◆ **REQUIRED ACTION**: Search the listing for the string "goes". Copy every line that has it.

◆ **DATA RECORDS**:
= = = = =

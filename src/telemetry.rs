//! Tracing subscriber setup.

use tracing_subscriber::{EnvFilter, fmt, prelude::*};

/// Installs the global subscriber.
///
/// `RUST_LOG` wins over `level` when set. Output goes to stderr so the run
/// summary on stdout stays clean. Calling this twice is harmless: the second
/// installation is ignored.
pub fn init_tracing(level: &str, json: bool) {
    let filter = EnvFilter::try_from_default_env().unwrap_or_else(|_| EnvFilter::new(level));
    let registry = tracing_subscriber::registry().with(filter);

    let installed = if json {
        registry
            .with(
                fmt::layer()
                    .json()
                    .with_target(true)
                    .with_writer(std::io::stderr),
            )
            .try_init()
    } else {
        registry
            .with(
                fmt::layer()
                    .with_target(false)
                    .with_writer(std::io::stderr),
            )
            .try_init()
    };
    if installed.is_err() {
        tracing::debug!("tracing subscriber already installed");
    }
}
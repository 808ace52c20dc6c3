//! Capacity adequacy checks against forecast load.
//!
//! Findings are advisory: the caller logs them and the run goes on.

use std::fmt;

use serde::Serialize;
use tracing::warn;

use super::grid::SupplyOffer;
use super::matrix::HourlyMatrix;
use super::types::MarketConfig;

#[derive(Debug, Clone, PartialEq, Serialize)]
pub enum FeasibilityWarning {
    /// Minimum output of the fleet exceeds the load.
    MinimumOutputAboveLoad { hour: usize, minimum_mw: f64, load_mw: f64 },
    /// Capacity scaled by `ri_min_c` is below the load.
    ReserveShort { hour: usize, capacity_mw: f64, load_mw: f64 },
    /// Capacity offered at or under the price cap is below the load.
    PriceCapShort { hour: usize, capacity_mw: f64, load_mw: f64 },
}

impl fmt::Display for FeasibilityWarning {
    fn fmt(&self, f: &mut fmt::Formatter<'_>) -> fmt::Result {
        match self {
            Self::MinimumOutputAboveLoad {
                hour,
                minimum_mw,
                load_mw,
            } => write!(
                f,
                "hour {hour}: minimum output {minimum_mw:.2} MW exceeds load {load_mw:.2} MW"
            ),
            Self::ReserveShort {
                hour,
                capacity_mw,
                load_mw,
            } => write!(
                f,
                "hour {hour}: derated capacity {capacity_mw:.2} MW below load {load_mw:.2} MW"
            ),
            Self::PriceCapShort {
                hour,
                capacity_mw,
                load_mw,
            } => write!(
                f,
                "hour {hour}: capacity under the price cap {capacity_mw:.2} MW below load {load_mw:.2} MW"
            ),
        }
    }
}

/// Output at which the offer's marginal cost reaches `price_cap`, or zero if
/// the unit cannot run at or under the cap.
fn capacity_under_cap(offer: &SupplyOffer, price_cap: f64) -> f64 {
    if offer.marginal_cost(offer.cap_min_mw) > price_cap {
        return 0.0;
    }
    if offer.b > 0.0 {
        ((price_cap - offer.a) / (2.0 * offer.b)).clamp(offer.cap_min_mw, offer.cap_max_mw)
    } else {
        offer.cap_max_mw
    }
}

/// Checks every hour of `load` (hour by LSE) against the offered fleet.
pub fn check_capacity(
    offers: &[SupplyOffer],
    load: &HourlyMatrix,
    config: &MarketConfig,
) -> Vec<FeasibilityWarning> {
    let minimum: f64 = offers.iter().map(|o| o.cap_min_mw).sum();
    let derated: f64 = offers.iter().map(|o| config.ri_min_c * o.cap_max_mw).sum();
    let capped: f64 = offers
        .iter()
        .map(|o| capacity_under_cap(o, config.price_cap))
        .sum();

    let mut out = Vec::new();
    for hour in 0..load.hours() {
        let load_mw = load.row_sum(hour);
        if minimum > load_mw {
            out.push(FeasibilityWarning::MinimumOutputAboveLoad {
                hour,
                minimum_mw: minimum,
                load_mw,
            });
        }
        if derated < load_mw {
            out.push(FeasibilityWarning::ReserveShort {
                hour,
                capacity_mw: derated,
                load_mw,
            });
        }
        if capped < load_mw {
            out.push(FeasibilityWarning::PriceCapShort {
                hour,
                capacity_mw: capped,
                load_mw,
            });
        }
    }
    out
}

/// Runs [`check_capacity`] and logs each finding for `day`.
pub fn warn_on_shortfall(
    day: usize,
    offers: &[SupplyOffer],
    load: &HourlyMatrix,
    config: &MarketConfig,
) -> usize {
    let findings = check_capacity(offers, load, config);
    for w in &findings {
        warn!(day, %w, "capacity adequacy");
    }
    findings.len()
}
/// Clearing engine: `"builtin"` runs in-process, `"external"` calls a solver.
#[derive(Debug, Clone, Deserialize)]
#[serde(default, deny_unknown_fields)]
pub struct SolverConfig {
    pub engine: String,
    /// Solver executable for the external engine.
    pub program: String,
    /// Unit-commitment arguments; `{model}`, `{output}` and `{day}` are filled in.
    pub scuc_args: Vec<String>,
    /// Dispatch arguments; `{commitment}` is filled in as well.
    pub sced_args: Vec<String>,
    /// Directory for solver input and output files.
    pub work_dir: PathBuf,
    /// Remove solver files after a successful solve.
    pub delete_intermediate_files: bool,
    /// Unit-commitment horizon; one day when unset.
    pub uc_horizon_hours: Option<usize>,
}

impl Default for SolverConfig {
    fn default() -> Self {
        let args = |a: &[&str]| a.iter().map(|s| s.to_string()).collect();
        Self {
            engine: "builtin".to_string(),
            program: "psst".to_string(),
            scuc_args: args(&["scuc", "{model}", "--output", "{output}"]),
            sced_args: args(&[
                "sced",
                "{model}",
                "--uc",
                "{commitment}",
                "--output",
                "{output}",
            ]),
            work_dir: PathBuf::from("solver-work"),
            delete_intermediate_files: true,
            uc_horizon_hours: None,
        }
    }
}

/// Load perturbation and reserve.
#[derive(Debug, Clone, Deserialize)]
#[serde(default, deny_unknown_fields)]
pub struct LoadConfig {
    /// Relative standard deviation of actual load around the forecast.
    pub noise_std: f64,
    /// System reserve requirement per hour (MW).
    pub reserve_requirement_mw: f64,
}

impl Default for LoadConfig {
    fn default() -> Self {
        Self {
            noise_std: 0.02,
            reserve_requirement_mw: 0.0,
        }
    }
}

/// A transmission line between two 1-based buses.
#[derive(Debug, Clone, Deserialize)]
#[serde(deny_unknown_fields)]
pub struct BranchConfig {
    pub from: usize,
    pub to: usize,
    /// Thermal limit (MW).
    pub limit_mw: f64,
    /// Reactance (per-unit).
    pub reactance: f64,
}

/// A generator and its reported supply offer.
#[derive(Debug, Clone, Deserialize)]
#[serde(default, deny_unknown_fields)]
pub struct GeneratorConfig {
    pub name: String,
    pub bus: usize,
    /// Linear cost coefficient ($/MWh).
    pub a: f64,
    /// Quadratic cost coefficient ($/MW²h).
    pub b: f64,
    pub cap_min_mw: f64,
    pub cap_max_mw: f64,
    /// Forced on in every real-time hour.
    pub canary: bool,
    pub min_up_hours: u32,
    pub min_down_hours: u32,
    /// Ramp limits (MW/h); the maximum capacity when unset.
    pub ramp_up_mw: Option<f64>,
    pub ramp_down_mw: Option<f64>,
    pub startup_ramp_mw: Option<f64>,
    pub shutdown_ramp_mw: Option<f64>,
    pub cold_start_cost: f64,
    pub hot_start_cost: f64,
    pub shutdown_cost: f64,
    pub no_load_cost: f64,
    /// Output before the first hour (MW).
    pub initial_power_mw: f64,
    /// Hours on (> 0) or off (< 0) before the first hour.
    pub initial_status_hours: i32,
}

impl Default for GeneratorConfig {
    fn default() -> Self {
        Self {
            name: String::new(),
            bus: 1,
            a: 0.0,
            b: 0.0,
            cap_min_mw: 0.0,
            cap_max_mw: 0.0,
            canary: false,
            min_up_hours: 1,
            min_down_hours: 1,
            ramp_up_mw: None,
            ramp_down_mw: None,
            startup_ramp_mw: None,
            shutdown_ramp_mw: None,
            cold_start_cost: 0.0,
            hot_start_cost: 0.0,
            shutdown_cost: 0.0,
            no_load_cost: 0.0,
            initial_power_mw: 0.0,
            initial_status_hours: 1,
        }
    }
}

/// A load-serving entity and its base hourly profile (MW).
#[derive(Debug, Clone, Deserialize)]
#[serde(deny_unknown_fields)]
pub struct LseConfig {
    pub name: String,
    pub bus: usize,
    /// Repeated or truncated to `hours_per_day`.
    pub profile: Vec<f64>,
}

/// Configuration error with field path and constraint description.
#[derive(Debug)]
pub struct ConfigError {
    /// Dotted field path (e.g., `"simulation.days"`).
    pub field: String,
    /// Human-readable constraint description.
    pub message: String,
}

impl fmt::Display for ConfigError {
    fn fmt(&self, f: &mut fmt::Formatter<'_>) -> fmt::Result {
        write!(f, "config error: {}: {}", self.field, self.message)
    }
}

impl std::error::Error for ConfigError {}

/// Everything a run needs, built from a validated [`CaseConfig`].
pub struct Case {
    pub market: MarketConfig,
    pub model: MarketModel,
    pub gencos: Vec<GenCo>,
    pub load: SyntheticLoadScenario,
    pub base: BasePower,
    pub solver: SolverConfig,
}

/// Solver files separate fields with whitespace and `:`, skip `#` lines and
/// read bare numbers as values.
fn is_solver_label(name: &str) -> bool {
    !name.is_empty()
        && !name.chars().any(|c| c.is_whitespace() || c == ':')
        && !name.starts_with('#')
        && name.parse::<f64>().is_err()
}

fn gen_config(name: &str, bus: usize, a: f64, b: f64, cap_max_mw: f64) -> GeneratorConfig {
    GeneratorConfig {
        name: name.to_string(),
        bus,
        a,
        b,
        cap_max_mw,
        initial_power_mw: cap_max_mw / 2.0,
        initial_status_hours: 24,
        ..GeneratorConfig::default()
    }
}

fn branch(from: usize, to: usize, limit_mw: f64, reactance: f64) -> BranchConfig {
    BranchConfig {
        from,
        to,
        limit_mw,
        reactance,
    }
}

fn lse(name: &str, bus: usize, profile: &[f64]) -> LseConfig {
    LseConfig {
        name: name.to_string(),
        bus,
        profile: profile.to_vec(),
    }
}
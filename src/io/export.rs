//! CSV export of market results.

use std::fs::{self, File};
use std::io::{self, Write};
use std::path::Path;

use crate::market::accumulator::ResultAccumulator;
use crate::market::grid::GridModel;

const LMP_HEADER: [&str; 5] = ["day", "hour", "bus", "lmp_per_mwh", "has_solution"];

const DISPATCH_HEADER: [&str; 8] = [
    "day",
    "hour",
    "generator",
    "committed",
    "dispatch_mw",
    "production_cost",
    "startup_cost",
    "shutdown_cost",
];

const BRANCH_FLOW_HEADER: [&str; 5] = ["day", "hour", "branch", "flow_mw", "has_solution"];

fn cell(value: Option<f64>) -> String {
    value.map(|v| format!("{v:.4}")).unwrap_or_default()
}

/// Writes `lmp.csv`, `dispatch.csv` and `branch_flow.csv` into `dir`,
/// creating it if needed.
///
/// Values of hours without a solution are left empty.
///
/// # Errors
///
/// Returns an `io::Error` if the directory or a file cannot be written.
pub fn export_csv(results: &ResultAccumulator, grid: &GridModel, dir: &Path) -> io::Result<()> {
    fs::create_dir_all(dir)?;
    let create = |name: &str| File::create(dir.join(name)).map(io::BufWriter::new);
    write_lmp_csv(results, create("lmp.csv")?)?;
    write_dispatch_csv(results, create("dispatch.csv")?)?;
    write_branch_flow_csv(results, grid, create("branch_flow.csv")?)
}

/// One row per (day, hour, bus) of real-time prices.
///
/// # Errors
///
/// Returns an `io::Error` if writing fails.
pub fn write_lmp_csv(results: &ResultAccumulator, writer: impl Write) -> io::Result<()> {
    let mut wtr = csv::WriterBuilder::new().from_writer(writer);
    wtr.write_record(LMP_HEADER)?;

    for day in results.real_time_days() {
        let Some(r) = results.real_time(day) else {
            continue;
        };
        for hour in 0..r.solution.hours() {
            let solved = results.has_solution(day, hour).unwrap_or(false);
            for bus in 1..=r.solution.lmp.entities() {
                wtr.write_record(&[
                    day.to_string(),
                    hour.to_string(),
                    GridModel::bus_name(bus),
                    cell(results.lmp(day, hour, bus)),
                    solved.to_string(),
                ])?;
            }
        }
    }

    wtr.flush()?;
    Ok(())
}

/// One row per (day, hour, generator) of commitment, output and cost.
///
/// # Errors
///
/// Returns an `io::Error` if writing fails.
pub fn write_dispatch_csv(results: &ResultAccumulator, writer: impl Write) -> io::Result<()> {
    let mut wtr = csv::WriterBuilder::new().from_writer(writer);
    wtr.write_record(DISPATCH_HEADER)?;

    for day in results.real_time_days() {
        let Some(r) = results.real_time(day) else {
            continue;
        };
        for d in r.schedule.decisions() {
            let g = d.index();
            let costs = r.costs(g);
            for hour in 0..r.solution.hours() {
                let cost = |series: &[f64]| format!("{:.4}", series.get(hour).copied().unwrap_or(0.0));
                wtr.write_record(&[
                    day.to_string(),
                    hour.to_string(),
                    d.generator().to_string(),
                    u8::from(d.is_on(hour)).to_string(),
                    cell(results.dispatch(day, hour, g)),
                    cost(&costs.production),
                    cost(&costs.startup),
                    cost(&costs.shutdown),
                ])?;
            }
        }
    }

    wtr.flush()?;
    Ok(())
}

/// One row per (day, hour, branch) of line flow.
///
/// # Errors
///
/// Returns an `io::Error` if writing fails.
pub fn write_branch_flow_csv(
    results: &ResultAccumulator,
    grid: &GridModel,
    writer: impl Write,
) -> io::Result<()> {
    let mut wtr = csv::WriterBuilder::new().from_writer(writer);
    wtr.write_record(BRANCH_FLOW_HEADER)?;

    let names = grid.branch_names();
    for day in results.real_time_days() {
        let Some(r) = results.real_time(day) else {
            continue;
        };
        for hour in 0..r.solution.hours() {
            let solved = results.has_solution(day, hour).unwrap_or(false);
            for (branch, name) in names.iter().enumerate() {
                wtr.write_record(&[
                    day.to_string(),
                    hour.to_string(),
                    name.clone(),
                    cell(results.branch_flow(day, hour, branch)),
                    solved.to_string(),
                ])?;
            }
        }
    }

    wtr.flush()?;
    Ok(())
}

= = = = =

◆ **ANSWER TO THE PROBLEM**:
/// `RUST_LOG` wins over `level` when set. Output goes to stderr so the run
//! Findings are advisory: the caller logs them and the run goes on.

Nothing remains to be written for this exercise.